Task description: Filter the listing and keep only the lines with the word "Clone".

Supplied entries:
^^^^^^^^^^^^^^^^
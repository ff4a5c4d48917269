//! Computing client positions for a workspace
use crate::{core::Config, pure::geometry::Rect, Xid};

/// A main area to the left holding the first client, with all remaining clients split
/// into equal height rows on the right.
///
/// Laying out is a pure function of the client order and the monitor area: clients are
/// never reordered here and calling [MainAndStack::layout] again with the same inputs gives
/// the same positions.
#[derive(Debug, Clone, Copy, PartialEq)]
pub struct MainAndStack {
    ratio: f32,
    space: u32,
    bar_height: u32,
}

impl Default for MainAndStack {
    fn default() -> Self {
        Self::from_config(&Config::default())
    }
}

impl MainAndStack {
    /// Create a new layout giving `ratio` of the screen width to the main client, with
    /// `space` pixels of gap around clients and `bar_height` pixels reserved at the top.
    pub fn new(ratio: f32, space: u32, bar_height: u32) -> Self {
        Self {
            ratio: ratio.clamp(0.0, 1.0),
            space,
            bar_height,
        }
    }

    /// Create a layout using the values set in the given [Config].
    pub fn from_config(config: &Config) -> Self {
        Self::new(config.master_ratio, config.space, config.bar_height)
    }

    fn main_width(&self, w: u32) -> u32 {
        (w as f32 * self.ratio).floor() as u32
    }

    /// Compute the position of each client in `r`, in client order.
    ///
    /// An empty list of clients gives no positions.
    pub fn layout<'a, I>(&self, clients: I, r: Rect) -> Vec<(Xid, Rect)>
    where
        I: IntoIterator<Item = &'a Xid>,
    {
        let clients: Vec<Xid> = clients.into_iter().copied().collect();
        let s = self.space;
        let y0 = r.y + self.bar_height + s;

        match clients.as_slice() {
            [] => vec![],

            [only] => vec![(
                *only,
                Rect::new(
                    r.x + s,
                    y0,
                    r.w.saturating_sub(3 * s),
                    r.h.saturating_sub(3 * s),
                ),
            )],

            [main, stack @ ..] => {
                let usable = r.h.saturating_sub(self.bar_height + 2 * s);
                let main_w = self.main_width(r.w);
                let stack_x = r.x + main_w + 3 * s;
                let stack_w = r.w.saturating_sub(main_w + 5 * s);
                let slice = usable / stack.len() as u32;
                let stack_h = slice.saturating_sub(2 * s);

                let mut positions = Vec::with_capacity(clients.len());
                positions.push((*main, Rect::new(r.x + s, y0, main_w, usable)));
                positions.extend(stack.iter().enumerate().map(|(i, &c)| {
                    (c, Rect::new(stack_x, y0 + i as u32 * slice, stack_w, stack_h))
                }));

                positions
            }
        }
    }
}

#[cfg(test)]
mod tests {
    use super::*;
    use quickcheck::{Arbitrary, Gen};
    use quickcheck_macros::quickcheck;
    use simple_test_case::test_case;

    fn ids(n: u32) -> Vec<Xid> {
        (1..=n).map(Xid).collect()
    }

    #[test]
    fn no_clients_gives_no_positions() {
        let positions = MainAndStack::default().layout(&ids(0), Rect::new(0, 0, 1000, 600));

        assert!(positions.is_empty());
    }

    #[test_case(Rect::new(0, 0, 1000, 600), Rect::new(10, 30, 970, 570); "origin")]
    #[test_case(Rect::new(1000, 0, 800, 600), Rect::new(1010, 30, 770, 570); "offset monitor")]
    #[test]
    fn single_client_fills_the_screen_within_margins(r: Rect, expected: Rect) {
        let positions = MainAndStack::default().layout(&ids(1), r);

        assert_eq!(positions, vec![(Xid(1), expected)]);
    }

    #[test]
    fn main_and_two_stack_clients() {
        let positions = MainAndStack::default().layout(&ids(3), Rect::new(0, 0, 1000, 600));
        let usable = 600 - 20 - 20;

        assert_eq!(positions.len(), 3);
        assert_eq!(positions[0], (Xid(1), Rect::new(10, 30, 550, usable)));

        let (_, a) = positions[1];
        let (_, b) = positions[2];
        assert_eq!(a.h, b.h);
        assert_eq!(a.x, b.x);
        assert_eq!(a, Rect::new(580, 30, 400, 260));
        assert_eq!(b, Rect::new(580, 310, 400, 260));
        assert!(a.h + b.h <= usable);
    }

    #[test]
    fn positions_are_in_client_order() {
        let clients = vec![Xid(9), Xid(3), Xid(5)];
        let positions = MainAndStack::default().layout(&clients, Rect::new(0, 0, 1000, 600));
        let order: Vec<Xid> = positions.into_iter().map(|(id, _)| id).collect();

        assert_eq!(order, clients);
    }

    #[test]
    fn layout_is_idempotent() {
        let l = MainAndStack::default();
        let r = Rect::new(0, 0, 1920, 1080);

        assert_eq!(l.layout(&ids(5), r), l.layout(&ids(5), r));
    }

    #[test]
    fn tiny_screens_saturate_rather_than_underflow() {
        let positions = MainAndStack::default().layout(&ids(4), Rect::new(0, 0, 20, 20));

        assert_eq!(positions.len(), 4);
        assert!(positions[1..].iter().all(|(_, r)| r.h == 0));
    }

    #[derive(Debug, Clone)]
    struct Screen(Rect);

    impl Arbitrary for Screen {
        fn arbitrary(g: &mut Gen) -> Self {
            Screen(Rect::new(
                u16::arbitrary(g) as u32,
                u16::arbitrary(g) as u32,
                u16::arbitrary(g) as u32,
                u16::arbitrary(g) as u32,
            ))
        }
    }

    #[quickcheck]
    fn every_client_gets_a_position(s: Screen, n: u8) -> bool {
        let positions = MainAndStack::default().layout(&ids(n as u32), s.0);

        positions.len() == n as usize
    }

    #[quickcheck]
    fn stack_slices_never_exceed_the_usable_height(s: Screen, n: u8) -> bool {
        let n = (n as u32 % 20) + 2;
        let positions = MainAndStack::default().layout(&ids(n), s.0);
        let usable = s.0.h.saturating_sub(40);
        let total: u32 = positions[1..].iter().map(|(_, r)| r.h).sum();

        total <= usable
    }
}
^^^^^^^^^^^^^^^^
Response to this task:
#[derive(Debug, Clone, Copy, PartialEq)]
    #[derive(Debug, Clone)]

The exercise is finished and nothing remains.